Science tells us that our ability to smell is the strongest of all our senses. The average person inhales over 23,000 times every day, and each breath carries with it so many scent-laden molecules that it’s impossible to count them all.
Those molecules have the power not only to deliver aroma, but to activate physical responses, trigger emotions, and evoke memories of sights, sounds, and events, as well.
Just think of everything that floods your mind and body when you get an early-morning whiff of fresh-brewed coffee and sizzling bacon. Or when you smell corn dogs and cotton candy. Or funeral flowers. Powerful stuff, huh?
Yeah, but you’re probably wondering why this particular science lesson is being presented in a blog about eco-friendly floor drains.

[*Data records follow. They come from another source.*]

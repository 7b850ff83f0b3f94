//! Text cleanup and chunking for speech requests.
//!
//! The endpoint accepts at most [`MAX_CHUNK_CHARS`] characters per request.
//! Longer text is split at punctuation first, then at spaces, and only cut
//! mid-word when a run of text has no spaces at all.

use crate::{Error, Result};

/// Maximum number of characters sent in a single request.
pub const MAX_CHUNK_CHARS: usize = 100;

/// Punctuation that ends a token and is kept with it.
const TONE_MARKS: &[char] = &['?', '!', '？', '！'];

/// Punctuation that ends a token and is dropped.
const SEPARATORS: &[char] = &[
    '¡', '¿', '(', ')', '[', ']', '…', '‥', '،', ';', ':', '—', '。', '，', '、', '：', '\n',
];

/// Splits `text` into request-sized chunks.
///
/// Fails with [`Error::InvalidInput`] when the text is empty or contains only
/// punctuation and whitespace.
pub fn chunks(text: &str) -> Result<Vec<String>> {
    let text = text.trim();
    if text.is_empty() {
        return Err(Error::invalid_input("No text to speak"));
    }

    let text = text.replace("-\n", "");

    let chunks: Vec<String> = if text.chars().count() <= MAX_CHUNK_CHARS {
        clean(vec![text])
    } else {
        clean(tokenize(&text))
            .iter()
            .flat_map(|token| minimize(token, MAX_CHUNK_CHARS))
            .filter(|chunk| !chunk.is_empty())
            .collect()
    };

    if chunks.is_empty() {
        return Err(Error::invalid_input("No text to send to TTS API"));
    }

    Ok(chunks)
}

/// Splits at sentence and clause punctuation.
fn tokenize(text: &str) -> Vec<String> {
    let mut tokens = Vec::new();
    let mut current = String::new();
    let mut chars = text.chars().peekable();

    while let Some(c) = chars.next() {
        if TONE_MARKS.contains(&c) {
            current.push(c);
            tokens.push(std::mem::take(&mut current));
        } else if SEPARATORS.contains(&c) {
            tokens.push(std::mem::take(&mut current));
        } else if matches!(c, '.' | ',') && !chars.peek().is_some_and(char::is_ascii_digit) {
            tokens.push(std::mem::take(&mut current));
        } else {
            current.push(c);
        }
    }

    tokens.push(current);
    tokens
}

/// Trims tokens and drops the ones without speakable characters.
fn clean(tokens: Vec<String>) -> Vec<String> {
    tokens
        .into_iter()
        .map(|token| token.trim().to_string())
        .filter(|token| token.chars().any(char::is_alphanumeric))
        .collect()
}

/// Splits a token into pieces of at most `max` characters at spaces.
fn minimize(token: &str, max: usize) -> Vec<String> {
    let mut pieces = Vec::new();
    let mut rest = token;

    loop {
        rest = rest.strip_prefix(' ').unwrap_or(rest);

        let limit = match rest.char_indices().nth(max) {
            Some((index, _)) => index,
            None => {
                pieces.push(rest.to_string());
                return pieces;
            }
        };

        let split = match rest[..limit].rfind(' ') {
            Some(index) if index > 0 => index,
            _ => limit,
        };

        pieces.push(rest[..split].to_string());
        rest = &rest[split..];
    }
}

Well, it’s because those same powerful little molecules that make you willing to pay $12 for a bucket of movie popcorn can make you want to head for the door when they come bearing the pungent stench of sewer gas.
No matter how clean, modern, and efficient a facility is, the slightest hint of this unwelcome odor brings with it the impression that there is a lack of proper care, maintenance, and up-to-date systems expected by sophisticated building owners, clients, personnel, and visitors.

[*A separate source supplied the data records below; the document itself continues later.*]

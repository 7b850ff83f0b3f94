//! Storage for generated speech.

use std::path::{Path, PathBuf};
use std::sync::Arc;

use ocrspeak_core::SpeechAudio;
use serde::{Deserialize, Serialize};
use uuid::Uuid;

use crate::{Error, Result};

/// Tracing target for audio storage.
const TRACING_TARGET: &str = "ocrspeak_server::service::audio";

/// URL prefix under which the audio directory is served.
pub const AUDIO_ROUTE: &str = "/audio";

/// A speech file written for one request.
#[derive(Debug, Clone, PartialEq, Eq, Serialize, Deserialize)]
pub struct AudioFile {
    /// File name inside the audio directory.
    pub file_name: String,
    /// URL the page plays the file from.
    pub url: String,
    /// MIME type of the file.
    pub mime_type: String,
}

/// Writes one audio file per request into a directory.
#[derive(Debug, Clone)]
pub struct AudioStore {
    dir: Arc<PathBuf>,
}

impl AudioStore {
    /// Creates the store, creating `dir` when it does not exist.
    pub async fn open(dir: impl Into<PathBuf>) -> Result<Self> {
        let dir = dir.into();
        tokio::fs::create_dir_all(&dir).await.map_err(|e| {
            Error::file_system(format!("cannot create audio directory '{}'", dir.display()))
                .with_source(e)
        })?;

        tracing::debug!(
            target: TRACING_TARGET,
            dir = %dir.display(),
            "Audio directory ready"
        );

        Ok(Self { dir: Arc::new(dir) })
    }

    /// Directory the files are written to.
    pub fn dir(&self) -> &Path {
        &self.dir
    }

    /// Writes `audio` under a fresh time-ordered name.
    pub async fn save(&self, audio: &SpeechAudio) -> Result<AudioFile> {
        let file_name = format!("{}.{}", Uuid::now_v7(), audio.format.extension());
        let path = self.dir.join(&file_name);

        tokio::fs::write(&path, &audio.data).await.map_err(|e| {
            Error::file_system(format!("cannot write '{}'", path.display())).with_source(e)
        })?;

        tracing::info!(
            target: TRACING_TARGET,
            file = %file_name,
            bytes = audio.len(),
            "Speech audio saved"
        );

        Ok(AudioFile {
            url: format!("{AUDIO_ROUTE}/{file_name}"),
            mime_type: audio.format.mime_type().to_owned(),
            file_name,
        })
    }
}

#[cfg(test)]
mod tests {
    use super::*;

    #[tokio::test]
    async fn saves_under_unique_names() -> anyhow::Result<()> {
        let root = tempfile::tempdir()?;
        let store = AudioStore::open(root.path().join("nested")).await?;
        let audio = SpeechAudio::mp3(&b"ID3 audio"[..]);

        let first = store.save(&audio).await?;
        let second = store.save(&audio).await?;

        assert_ne!(first.file_name, second.file_name);
        assert!(first.file_name.ends_with(".mp3"));
        assert_eq!(first.url, format!("/audio/{}", first.file_name));
        assert_eq!(first.mime_type, "audio/mpeg");
        assert_eq!(std::fs::read(store.dir().join(&first.file_name))?, b"ID3 audio");
        Ok(())
    }
}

Sadly, sometimes this impression is based upon truth, because while cutting-edge technology is being embraced in many other facets of facility management today, often floor-drain maintenance is still of the “dump a bucket of primer or water down the drain to keep the traps from drying out” vintage. While this approach may be somewhat effective, it’s also time and labor intensive, and often doesn’t occur until after the problem becomes evident to everyone downwind of those nasty little molecules.

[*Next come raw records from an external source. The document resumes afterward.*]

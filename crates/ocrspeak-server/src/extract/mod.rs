//! HTTP request extractors with error responses in the handler format.
//!
//! - [`Multipart`] - multipart form extraction that rejects with
//!   [`Error`](crate::handler::Error) instead of plain text.

mod multipart;

pub use crate::extract::multipart::Multipart;
#![forbid(unsafe_code)]
#![cfg_attr(docsrs, feature(doc_cfg))]
#![doc = include_str!("../README.md")]

use std::time::Duration;

/// Logging target for speech client operations.
pub const TRACING_TARGET_CLIENT: &str = "ocrspeak_speech::client";

/// Logging target for HTTP requests and responses.
pub const TRACING_TARGET_HTTP: &str = "ocrspeak_speech::http";

mod client;
mod provider;
pub mod text;

pub use client::{SpeechClient, SpeechConfig};
pub use provider::GoogleTtsProvider;

/// Result type for all speech operations in this crate.
pub type Result<T, E = Error> = std::result::Result<T, E>;

/// Error types for speech synthesis.
#[derive(Debug, thiserror::Error)]
pub enum Error {
    /// HTTP client errors (connection, TLS, etc.)
    #[error("HTTP error: {0}")]
    Http(#[from] reqwest::Error),

    /// The endpoint answered with a non-success status
    #[error("{status} from TTS API. Probable cause: {cause}")]
    Api {
        /// HTTP status code
        status: u16,
        /// Likely explanation for the status
        cause: String,
    },

    /// The response did not contain an audio payload
    #[error("Invalid response: {message}")]
    InvalidResponse {
        /// Description of what's invalid
        message: String,
    },

    /// The audio payload was not valid base64
    #[error("Audio decoding error: {0}")]
    Decode(#[from] base64::DecodeError),

    /// Request payload could not be built
    #[error("Serialization error: {0}")]
    Serialization(#[from] serde_json::Error),

    /// Configuration errors
    #[error("Configuration error: {message}")]
    Config {
        /// Description of the configuration problem
        message: String,
    },

    /// Request timeout
    #[error("Request timed out after {timeout:?}")]
    Timeout {
        /// Duration before timeout occurred
        timeout: Duration,
    },

    /// Nothing to speak
    #[error("Invalid input: {message}")]
    InvalidInput {
        /// Description of what's invalid
        message: String,
    },
}

impl Error {
    /// Create an API error from a status code
    pub fn api(status: u16, cause: impl Into<String>) -> Self {
        Self::Api {
            status,
            cause: cause.into(),
        }
    }

    /// Create an invalid response error
    pub fn invalid_response(message: impl Into<String>) -> Self {
        Self::InvalidResponse {
            message: message.into(),
        }
    }

    /// Create a configuration error
    pub fn config(message: impl Into<String>) -> Self {
        Self::Config {
            message: message.into(),
        }
    }

    /// Create a timeout error
    pub fn timeout(timeout: Duration) -> Self {
        Self::Timeout { timeout }
    }

    /// Create an invalid input error
    pub fn invalid_input(message: impl Into<String>) -> Self {
        Self::InvalidInput {
            message: message.into(),
        }
    }

    /// Check if this error indicates a temporary failure that might succeed on retry
    pub fn is_retryable(&self) -> bool {
        match self {
            Error::Timeout { .. } => true,
            Error::Http(err) => err.is_timeout() || err.is_connect(),
            Error::Api { status, .. } => matches!(*status, 429 | 500..=599),
            Error::InvalidResponse { .. }
            | Error::Decode(_)
            | Error::Serialization(_)
            | Error::Config { .. }
            | Error::InvalidInput { .. } => false,
        }
    }

    /// Get the HTTP status code if this is an HTTP/API error
    pub fn status_code(&self) -> Option<u16> {
        match self {
            Error::Api { status, .. } => Some(*status),
            Error::Http(err) => err.status().map(|s| s.as_u16()),
            _ => None,
        }
    }

    /// Get the error category for metrics/logging
    pub fn category(&self) -> &'static str {
        match self {
            Error::Http(_) => "http",
            Error::Api { .. } => "api",
            Error::InvalidResponse { .. } => "invalid_response",
            Error::Decode(_) => "decode",
            Error::Serialization(_) => "serialization",
            Error::Config { .. } => "config",
            Error::Timeout { .. } => "timeout",
            Error::InvalidInput { .. } => "invalid_input",
        }
    }

    /// Get a user-friendly error message suitable for display
    pub fn user_message(&self) -> String {
        match self {
            Error::Http(_) => "Network error occurred. Please check your connection.".to_string(),
            Error::Timeout { timeout } => {
                format!("Request timed out after {timeout:?}. Please try again.")
            }
            Error::InvalidInput { message } => format!("Invalid input: {message}"),
            Error::Config { message } => format!("Configuration error: {message}"),
            _ => self.to_string(),
        }
    }
}

impl From<Error> for ocrspeak_core::Error {
    fn from(err: Error) -> Self {
        let base = match &err {
            Error::InvalidInput { .. } => ocrspeak_core::Error::invalid_input(),
            Error::Config { .. } => ocrspeak_core::Error::configuration(),
            Error::Timeout { .. } => ocrspeak_core::Error::timeout(),
            Error::Serialization(_) => ocrspeak_core::Error::serialization(),
            Error::Http(_) | Error::Api { .. } | Error::InvalidResponse { .. } | Error::Decode(_) => {
                ocrspeak_core::Error::external_error()
            }
        };

        base.with_message(err.to_string()).with_source(err)
    }
}
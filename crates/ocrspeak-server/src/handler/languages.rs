//! Language listing handler.

use axum::extract::State;
use axum::routing::get;
use axum::{Json, Router};
use ocrspeak_core::language::SUPPORTED_LANGUAGES;

use super::response::{LanguageOption, LanguagesResponse};
use crate::service::{OcrPipeline, ServiceState};

/// Lists the languages the dropdown offers.
#[tracing::instrument(skip_all)]
async fn list_languages(State(pipeline): State<OcrPipeline>) -> Json<LanguagesResponse> {
    let languages = SUPPORTED_LANGUAGES
        .iter()
        .copied()
        .map(LanguageOption::from)
        .collect();

    Json(LanguagesResponse {
        languages,
        default_language: pipeline.default_language().code.to_owned(),
    })
}

/// Returns a [`Router`] with the language routes.
pub fn routes() -> Router<ServiceState> {
    Router::new().route("/api/languages", get(list_languages))
}

#[cfg(test)]
mod tests {
    use super::*;
    use crate::handler::test::create_test_server_with_router;

    #[tokio::test]
    async fn lists_english() -> anyhow::Result<()> {
        let app = create_test_server_with_router(|_| routes()).await?;

        let response = app.server.get("/api/languages").await;
        response.assert_status_ok();

        let body = response.json::<LanguagesResponse>();
        assert_eq!(body.default_language, "en");
        assert_eq!(
            body.languages,
            vec![LanguageOption {
                code: "en".into(),
                display_name: "English (Loaded)".into(),
            }]
        );
        Ok(())
    }
}
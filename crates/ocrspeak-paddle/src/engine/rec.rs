//! CTC text recognition.

use std::path::Path;

use image::RgbImage;
use ndarray::{Array4, ArrayView2, Axis, s};

use super::preprocess::{self, LINE_HEIGHT};
use super::session::OnnxModel;
use crate::{Error, Result};

const STAGE: &str = "recognition";

/// Crops recognized per model run.
const BATCH_SIZE: usize = 6;

/// CTC blank class.
const BLANK: usize = 0;

/// Text recognizer with its character dictionary.
pub(crate) struct TextRecognizer {
    model: OnnxModel,
    charset: Vec<String>,
}

impl TextRecognizer {
    pub fn new(model: OnnxModel, charset: Vec<String>) -> Self {
        Self { model, charset }
    }

    /// Number of characters the recognizer can emit.
    pub fn charset_len(&self) -> usize {
        self.charset.len()
    }

    /// Recognizes every crop, returning `(text, score)` in input order.
    pub fn recognize(&mut self, crops: &[RgbImage]) -> Result<Vec<(String, f32)>> {
        // Batching crops of similar width keeps padding small.
        let mut order: Vec<usize> = (0..crops.len()).collect();
        order.sort_by(|&a, &b| {
            preprocess::aspect_ratio(&crops[a]).total_cmp(&preprocess::aspect_ratio(&crops[b]))
        });

        let mut results = vec![(String::new(), 0.0); crops.len()];

        for batch in order.chunks(BATCH_SIZE) {
            let max_ratio = batch
                .iter()
                .map(|&i| preprocess::aspect_ratio(&crops[i]))
                .fold(0.0f32, f32::max);
            let width = preprocess::rec_batch_width(max_ratio);

            let mut input =
                Array4::<f32>::zeros((batch.len(), 3, LINE_HEIGHT as usize, width as usize));
            for (row, &i) in batch.iter().enumerate() {
                input
                    .index_axis_mut(Axis(0), row)
                    .assign(&preprocess::rec_tensor(&crops[i], width));
            }

            let output = self.model.run(STAGE, input)?;
            let shape = output.shape();
            if shape.len() != 3 || shape[0] != batch.len() {
                return Err(Error::inference(
                    STAGE,
                    format!("unexpected output shape {shape:?}"),
                ));
            }

            for (row, &i) in batch.iter().enumerate() {
                results[i] = ctc_greedy_decode(output.slice(s![row, .., ..]), &self.charset);
            }
        }

        Ok(results)
    }
}

/// Reads the dictionary, one character per line, and appends the space class.
pub(crate) fn load_charset(path: &Path) -> Result<Vec<String>> {
    let content = std::fs::read_to_string(path)
        .map_err(|e| Error::dictionary(format!("{}: {e}", path.display())))?;
    parse_charset(&content)
}

fn parse_charset(content: &str) -> Result<Vec<String>> {
    let mut charset: Vec<String> = content
        .lines()
        .map(|line| line.trim_end_matches('\r').to_string())
        .collect();

    if charset.iter().all(String::is_empty) {
        return Err(Error::dictionary("dictionary is empty"));
    }

    charset.push(" ".to_string());
    Ok(charset)
}

/// Greedy CTC decoding of a `T x C` probability matrix.
///
/// Repeated classes collapse and the blank class is skipped. The score is the
/// mean probability of the emitted characters, zero when nothing is emitted.
pub(crate) fn ctc_greedy_decode(probs: ArrayView2<f32>, charset: &[String]) -> (String, f32) {
    let mut text = String::new();
    let mut score_sum = 0.0f32;
    let mut emitted = 0usize;
    let mut previous = None;

    for step in probs.outer_iter() {
        let (class, prob) = step
            .iter()
            .copied()
            .enumerate()
            .fold((BLANK, f32::NEG_INFINITY), |best, (i, p)| {
                if p > best.1 { (i, p) } else { best }
            });

        if class != BLANK
            && previous != Some(class)
            && let Some(ch) = charset.get(class - 1)
        {
            text.push_str(ch);
            score_sum += prob;
            emitted += 1;
        }
        previous = Some(class);
    }

    let score = if emitted > 0 {
        score_sum / emitted as f32
    } else {
        0.0
    };
    (text, score)
}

Fortunately, there’s an easy, cost-effective, eco-friendly solution for any floor drain, whether you need to retrofit existing systems or install new construction. Featuring a state-of-the art one-way valve, this new drain will not only eliminate odors, but it will prevent liquid backflow and stop disease-carrying insects and bacteria in their tracks – all while reducing time, labor and water costs, and the need for hazardous chemicals.